Today the court continued to question a witness from the criminal scene in Jena who had begun his testimony a few weeks ago (see the report of 16 February 2016). This time he brought his counsel with him, a lawyer currently also defending an accused from the Nazi scene in Thuringia.

As last time, his testimony was a mixture of Gangster war stories and failures to remember. Of the latter, some seemed like attempts to evade the court’s questions, but some seemed quite real – when the witness stated that “there is nothing left up here but air”, it was not hard to believe him.

After a short break, in which the witness counsel conferred inter alia with Wohlleben’s defense attorneys, he announced that his client would not answer any further questions, relying on the privilege against self-incrimination. According to information his client had provided during the break, further testimony could lead to criminal investigations for “actions for which the statute of limitations has not run out yet, or for providing weapons which were then used for other things.” The court did not ask any further questions, and neither did the defense.

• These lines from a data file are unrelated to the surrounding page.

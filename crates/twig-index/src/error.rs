//! Error types for the index crate.

/// Errors that can occur during index operations.
#[derive(Debug, thiserror::Error)]
pub enum IndexError {
    /// `rm` of a path that is neither staged nor tracked by HEAD.
    #[error("no reason to remove the file: {0}")]
    NothingToRemove(String),

    /// An invalid path was provided.
    #[error("invalid path: {0}")]
    InvalidPath(String),

    /// Store operation failed.
    #[error("store error: {0}")]
    Store(#[from] twig_store::StoreError),
}

/// Convenience alias for index results.
pub type IndexResult<T> = Result<T, IndexError>;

The testimony today thus did not reveal anything of relevance to the proceedings – above all there are still no reasons to doubt the chain of custody of the Ceska pistol as laid down in the indictment against Wohlleben and Schultze and backed by extensive evidence.

Two other men from Thuringia, twin brothers and, according to today’s witness, his former gang leaders, are to testify next week.

At the end of the trial day, victims counsel Yavuz Narin moved that two witnesses be heard. Their testimony is to shed more light on the connections between the neo-Nazi and ordinary criminal scenes in Thuringia, but also potential contacts to the surroundings of Michèle Kiesewetter, the police officer murdered by the NSU, and of Andreas Temme.